Tools

There are a number of tools and resources that can assist an institution with packaging its digital newspapers for long-term preservation. Selecting the appropriate tools will depend upon the level of resource investment an institution can make—from creating simple, well-documented TAR packages to deploying GUIDs (and making use of related Name Assigning Authorities) and producing more complex packages (whether TAR, WARC, or BagIt).

Examples of GUID and packaging tools are provided below with brief descriptions. Usage of these tools is discussed below in the Essential and Optimal sections.

Globally Unique Identifier (GUID) resources that are  popular in digital libraries and archives include:

  1. Handle System
  2. ARK
  3. NOID

The Handle System, for the purposes of creating local GUIDs, provides local server side application support for maintaining a Name Assigning Authority (NAA), and creating Name Assigning Authority Numbers (NAAN) for institutions that can be used as prefixes for unique identifiers. Identifiers in the Handle system can be any printable characters in UTF-8 encoding from most major languages written today. ARKs, or Archival Resource Keys, are unique identifiers that can be created and managed by tools like NOID, or Nice Opaque Identifiers.

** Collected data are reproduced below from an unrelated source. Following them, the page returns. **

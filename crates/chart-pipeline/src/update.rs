// File: crates/chart-pipeline/src/update.rs
// Summary: The snapshot every data stage broadcasts, plus the typed annotations stages attach to it.
// Notes:
// - Stages copy the incoming update and set only the fields they own, so a field
//   added upstream survives any reordering of the chain.
// - Optional fields are `None` when the contributing stage is not composed.

use std::collections::BTreeMap;
use std::rc::Rc;

use chrono::NaiveDateTime;

use crate::bucket::TimeBucket;
use crate::error::{PipelineError, Result};
use crate::record::Record;
use crate::series::CategorySeries;
use crate::stack::Layer;

/// Min/max envelope of the current (possibly filtered) data.
#[derive(Clone, Debug, Default, PartialEq)]
pub struct Extent {
    /// Earliest and latest key; `None` until a key min/max stage sees data.
    pub key: Option<(NaiveDateTime, NaiveDateTime)>,
    pub min: BTreeMap<String, f64>,
    pub max: BTreeMap<String, f64>,
}

impl Extent {
    pub fn key_min(&self) -> Option<NaiveDateTime> { self.key.map(|(lo, _)| lo) }

    pub fn key_max(&self) -> Option<NaiveDateTime> { self.key.map(|(_, hi)| hi) }

    /// `[min, max]` of `field`, if both were computed.
    pub fn range_of(&self, field: &str) -> Option<(f64, f64)> {
        Some((*self.min.get(field)?, *self.max.get(field)?))
    }

    pub(crate) fn set(&mut self, field: &str, min: Option<f64>, max: Option<f64>) {
        match min {
            Some(v) => { self.min.insert(field.to_string(), v); }
            None => { self.min.remove(field); }
        }
        match max {
            Some(v) => { self.max.insert(field.to_string(), v); }
            None => { self.max.remove(field); }
        }
    }
}

/// Which bucket function the data is currently grouped by.
#[derive(Clone, Debug, PartialEq)]
pub struct Grouping {
    pub index: usize,
    pub functions: Rc<[TimeBucket]>,
}

impl Grouping {
    pub fn bucket(&self) -> TimeBucket { self.functions[self.index] }

    pub fn floor(&self, t: NaiveDateTime) -> NaiveDateTime { self.bucket().floor(t) }

    pub fn next_floor(&self, t: NaiveDateTime) -> NaiveDateTime { self.bucket().next_floor(t) }

    pub fn size(&self) -> chrono::Duration { self.bucket().size() }
}

#[derive(Clone, Debug, PartialEq)]
pub struct DataUpdate {
    pub data: Rc<[Record]>,
    /// Name of the key column (e.g. "date").
    pub key: String,
    /// Category fields in stacking/legend order.
    pub categories: Vec<String>,
    pub extent: Option<Extent>,
    pub grouping: Option<Grouping>,
    pub percentile: Option<f64>,
    pub total_key: Option<String>,
    pub data_stacked: Option<Rc<[Layer]>>,
    pub series_data: Option<Rc<[CategorySeries]>>,
    pub data_source_index: Option<usize>,
}

impl DataUpdate {
    pub fn new(data: Rc<[Record]>, key: impl Into<String>, categories: Vec<String>) -> Self {
        Self {
            data,
            key: key.into(),
            categories,
            extent: None,
            grouping: None,
            percentile: None,
            total_key: None,
            data_stacked: None,
            series_data: None,
            data_source_index: None,
        }
    }

    /// Copy of this update carrying `data` instead.
    pub fn with_data(&self, data: Vec<Record>) -> Self {
        Self { data: Rc::from(data), ..self.clone() }
    }

    /// The extent, or an empty one to be filled in by a min/max stage.
    pub(crate) fn extent_or_default(&self) -> Extent { self.extent.clone().unwrap_or_default() }

    pub fn stacked(&self) -> Result<&[Layer]> {
        self.data_stacked.as_deref().ok_or(PipelineError::MissingStackedData)
    }

    /// Stacked layer for `category`.
    pub fn layer(&self, category: &str) -> Result<&Layer> {
        self.stacked()?
            .iter()
            .find(|layer| layer.category == category)
            .ok_or_else(|| PipelineError::UnknownCategory(category.to_string()))
    }

    pub fn grouping(&self) -> Result<&Grouping> {
        self.grouping.as_ref().ok_or(PipelineError::MissingGrouping)
    }

    pub fn range_of(&self, field: &str) -> Result<(f64, f64)> {
        self.extent
            .as_ref()
            .and_then(|e| e.range_of(field))
            .ok_or_else(|| PipelineError::MissingExtent { field: field.to_string() })
    }

    pub fn is_empty(&self) -> bool { self.data.is_empty() }
}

In order to use these tools, an institution should first register with a federated Name Assigning Authority like that maintained by the California Digital Library (CDL). Doing so will provide the institution with a NAAN prefix that it can use in conjunction with an ARK created by NOID to form a GUID for a collection or set of digital newspaper objects. This GUID can then be stored with metadata and can be used to manage the collection in archival storage. METS and/or PREMIS can be especially helpful metadata tools for institutions that have moved to the stage of creating GUIDs for their digital newspapers (more on this below).

Lossless archival packaging formats include:

  1. TAR
  2. WARC
  3. METS
  4. PREMIS
  5. BagIt

TAR, which stands for Tape ARchive, is a lossless packaging format that works especially well for encapsulating folders of files and maintaining file system metadata about the objects and structures contained therein. There are a number of standard and open source utilities available for producing and unpacking TAR packages. TAR packages can be subsequently compressed, but compression is not advised for long-term storage and preservation.

WARC, which stands for Web ARchive, is a lossless packaging format typically used for encapsulating harvested websites. It improves upon an earlier ARC format by better describing the web resources it contains and enabling improved harvesting, sharing and access. Standard web-crawling software such as Heritrix can produce WARC packages.

METS and PREMIS were previously described in the Section 3: “Metadata Packaging for Digital Newspapers.” These standards can be used to maintain linkages between associated digital newspaper objects, their metadata, and any assigned GUIDs. They can also help to record preservation actions taken on archived objects.

Finally, BagIt is a packaging specification that can be applied to a digital newspaper collection at any level in a collection hierarchy to produce an inventory and checksums for that content. BagIt can be especially helpful for auditing locally preserved content or verifying the integrity of collection content when exchanged with an external preservation service provider.